Items listed in a dataset:
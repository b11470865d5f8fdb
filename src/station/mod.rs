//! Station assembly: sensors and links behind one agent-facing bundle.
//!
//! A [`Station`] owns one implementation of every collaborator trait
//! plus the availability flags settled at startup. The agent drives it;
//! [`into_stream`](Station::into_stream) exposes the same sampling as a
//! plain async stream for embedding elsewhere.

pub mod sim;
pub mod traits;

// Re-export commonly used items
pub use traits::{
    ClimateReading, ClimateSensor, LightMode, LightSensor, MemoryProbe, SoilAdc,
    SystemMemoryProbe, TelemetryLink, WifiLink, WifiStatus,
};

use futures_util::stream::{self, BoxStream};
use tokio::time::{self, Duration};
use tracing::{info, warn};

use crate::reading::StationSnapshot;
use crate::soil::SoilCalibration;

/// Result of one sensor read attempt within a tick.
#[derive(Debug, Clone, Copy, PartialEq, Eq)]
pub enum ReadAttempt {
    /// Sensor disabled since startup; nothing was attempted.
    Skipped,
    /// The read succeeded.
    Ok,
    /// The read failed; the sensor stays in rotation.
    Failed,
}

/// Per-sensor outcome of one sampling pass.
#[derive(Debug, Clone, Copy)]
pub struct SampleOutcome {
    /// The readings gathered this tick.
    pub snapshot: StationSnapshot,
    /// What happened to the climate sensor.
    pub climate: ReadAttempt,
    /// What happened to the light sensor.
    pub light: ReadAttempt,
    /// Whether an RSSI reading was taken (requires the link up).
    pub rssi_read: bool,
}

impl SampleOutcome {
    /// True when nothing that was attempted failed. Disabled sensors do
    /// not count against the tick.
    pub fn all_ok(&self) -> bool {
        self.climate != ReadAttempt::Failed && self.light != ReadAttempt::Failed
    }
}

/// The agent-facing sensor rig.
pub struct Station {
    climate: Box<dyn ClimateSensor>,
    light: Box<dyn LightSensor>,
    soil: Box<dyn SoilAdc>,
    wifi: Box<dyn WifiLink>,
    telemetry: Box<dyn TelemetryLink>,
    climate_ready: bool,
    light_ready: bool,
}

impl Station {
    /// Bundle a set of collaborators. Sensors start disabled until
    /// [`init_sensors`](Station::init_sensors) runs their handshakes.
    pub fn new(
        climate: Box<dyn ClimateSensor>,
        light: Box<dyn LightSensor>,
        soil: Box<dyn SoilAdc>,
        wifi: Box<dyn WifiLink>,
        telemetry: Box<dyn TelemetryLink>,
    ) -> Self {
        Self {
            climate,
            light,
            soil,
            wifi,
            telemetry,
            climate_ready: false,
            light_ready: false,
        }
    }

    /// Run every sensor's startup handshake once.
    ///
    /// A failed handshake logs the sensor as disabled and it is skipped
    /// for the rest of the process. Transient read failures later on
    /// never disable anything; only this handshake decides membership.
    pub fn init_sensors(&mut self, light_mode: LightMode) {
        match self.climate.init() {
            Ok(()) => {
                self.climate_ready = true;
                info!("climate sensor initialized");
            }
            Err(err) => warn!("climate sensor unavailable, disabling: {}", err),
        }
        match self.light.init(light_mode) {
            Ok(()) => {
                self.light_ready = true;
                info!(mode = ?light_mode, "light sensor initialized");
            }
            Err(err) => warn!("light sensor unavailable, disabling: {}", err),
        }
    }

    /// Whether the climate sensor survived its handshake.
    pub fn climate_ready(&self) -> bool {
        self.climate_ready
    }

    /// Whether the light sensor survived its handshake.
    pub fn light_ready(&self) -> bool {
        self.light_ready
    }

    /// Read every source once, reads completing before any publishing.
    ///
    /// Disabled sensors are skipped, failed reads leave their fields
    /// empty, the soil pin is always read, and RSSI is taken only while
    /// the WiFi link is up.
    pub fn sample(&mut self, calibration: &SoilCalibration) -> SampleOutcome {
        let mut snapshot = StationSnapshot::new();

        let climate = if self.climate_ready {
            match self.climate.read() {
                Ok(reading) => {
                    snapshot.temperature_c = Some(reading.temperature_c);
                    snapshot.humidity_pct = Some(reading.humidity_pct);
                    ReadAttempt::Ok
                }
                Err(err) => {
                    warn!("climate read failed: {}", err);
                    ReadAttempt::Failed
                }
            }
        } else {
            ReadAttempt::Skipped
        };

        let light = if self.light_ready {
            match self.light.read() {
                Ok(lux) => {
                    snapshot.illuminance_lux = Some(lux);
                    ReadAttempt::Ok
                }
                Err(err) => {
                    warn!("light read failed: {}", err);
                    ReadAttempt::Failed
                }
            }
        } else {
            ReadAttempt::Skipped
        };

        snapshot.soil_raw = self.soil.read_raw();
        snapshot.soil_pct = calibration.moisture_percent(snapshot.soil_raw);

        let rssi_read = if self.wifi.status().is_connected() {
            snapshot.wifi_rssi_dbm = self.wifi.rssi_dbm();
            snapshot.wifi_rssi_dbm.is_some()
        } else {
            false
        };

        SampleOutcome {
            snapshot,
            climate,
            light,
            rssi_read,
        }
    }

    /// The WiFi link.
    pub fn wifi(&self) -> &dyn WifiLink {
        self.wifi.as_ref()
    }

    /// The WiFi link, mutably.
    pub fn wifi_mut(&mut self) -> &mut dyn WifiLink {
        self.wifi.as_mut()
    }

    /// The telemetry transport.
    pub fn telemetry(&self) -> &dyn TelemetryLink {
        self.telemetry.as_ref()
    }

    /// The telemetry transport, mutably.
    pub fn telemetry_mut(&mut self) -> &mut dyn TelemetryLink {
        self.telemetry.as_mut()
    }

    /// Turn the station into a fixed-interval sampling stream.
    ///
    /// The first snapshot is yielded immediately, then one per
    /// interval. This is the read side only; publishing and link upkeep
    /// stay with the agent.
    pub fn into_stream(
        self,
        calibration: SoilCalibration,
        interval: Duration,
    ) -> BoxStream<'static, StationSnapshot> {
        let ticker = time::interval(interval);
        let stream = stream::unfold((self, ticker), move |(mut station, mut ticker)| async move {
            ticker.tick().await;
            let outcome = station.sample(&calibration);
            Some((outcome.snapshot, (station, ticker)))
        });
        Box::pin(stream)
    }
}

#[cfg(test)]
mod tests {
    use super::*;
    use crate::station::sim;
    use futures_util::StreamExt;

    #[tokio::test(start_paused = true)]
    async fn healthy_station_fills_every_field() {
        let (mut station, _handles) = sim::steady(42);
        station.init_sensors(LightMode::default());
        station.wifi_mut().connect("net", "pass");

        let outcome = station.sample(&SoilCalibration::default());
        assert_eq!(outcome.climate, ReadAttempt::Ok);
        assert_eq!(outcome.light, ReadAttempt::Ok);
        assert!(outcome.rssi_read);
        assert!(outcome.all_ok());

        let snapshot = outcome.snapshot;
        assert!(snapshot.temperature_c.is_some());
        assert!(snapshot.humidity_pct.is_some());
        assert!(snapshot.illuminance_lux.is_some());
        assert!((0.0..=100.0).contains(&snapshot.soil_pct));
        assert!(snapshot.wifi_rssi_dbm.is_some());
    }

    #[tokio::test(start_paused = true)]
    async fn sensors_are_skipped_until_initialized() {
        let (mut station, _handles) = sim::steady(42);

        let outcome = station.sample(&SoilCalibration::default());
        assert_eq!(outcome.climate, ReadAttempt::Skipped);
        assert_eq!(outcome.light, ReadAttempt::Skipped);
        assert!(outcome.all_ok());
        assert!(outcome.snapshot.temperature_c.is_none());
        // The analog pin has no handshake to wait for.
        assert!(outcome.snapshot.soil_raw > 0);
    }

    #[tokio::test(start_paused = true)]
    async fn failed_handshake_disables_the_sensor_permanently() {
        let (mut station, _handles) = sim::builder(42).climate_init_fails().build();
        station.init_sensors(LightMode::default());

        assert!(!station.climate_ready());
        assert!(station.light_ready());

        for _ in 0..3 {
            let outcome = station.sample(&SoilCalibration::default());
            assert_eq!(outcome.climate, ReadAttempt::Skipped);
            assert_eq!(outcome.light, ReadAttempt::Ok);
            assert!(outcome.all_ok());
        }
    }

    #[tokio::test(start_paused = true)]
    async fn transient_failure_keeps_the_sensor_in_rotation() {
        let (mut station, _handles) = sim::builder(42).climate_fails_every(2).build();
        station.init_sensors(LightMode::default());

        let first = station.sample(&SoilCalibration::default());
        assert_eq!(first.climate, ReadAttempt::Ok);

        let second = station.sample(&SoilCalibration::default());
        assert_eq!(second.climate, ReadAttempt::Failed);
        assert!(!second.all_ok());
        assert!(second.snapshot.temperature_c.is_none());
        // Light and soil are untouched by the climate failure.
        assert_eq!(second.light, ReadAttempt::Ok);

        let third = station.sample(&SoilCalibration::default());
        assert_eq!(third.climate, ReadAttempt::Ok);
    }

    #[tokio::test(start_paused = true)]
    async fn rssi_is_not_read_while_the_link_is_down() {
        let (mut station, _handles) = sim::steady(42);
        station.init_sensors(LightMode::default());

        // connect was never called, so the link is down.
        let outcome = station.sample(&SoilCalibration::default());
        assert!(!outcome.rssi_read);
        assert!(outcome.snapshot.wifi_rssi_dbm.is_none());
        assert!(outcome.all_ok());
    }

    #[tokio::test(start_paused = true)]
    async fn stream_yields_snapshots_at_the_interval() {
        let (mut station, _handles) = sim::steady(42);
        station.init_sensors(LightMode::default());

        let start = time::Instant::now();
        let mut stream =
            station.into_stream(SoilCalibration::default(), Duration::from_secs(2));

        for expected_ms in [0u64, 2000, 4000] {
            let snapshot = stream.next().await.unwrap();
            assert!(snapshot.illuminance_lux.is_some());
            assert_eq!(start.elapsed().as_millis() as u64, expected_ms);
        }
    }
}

• [To do]
Write down how many lines of the data above carry the word "Whether". Nothing else belongs in the answer.

• [Output below]
3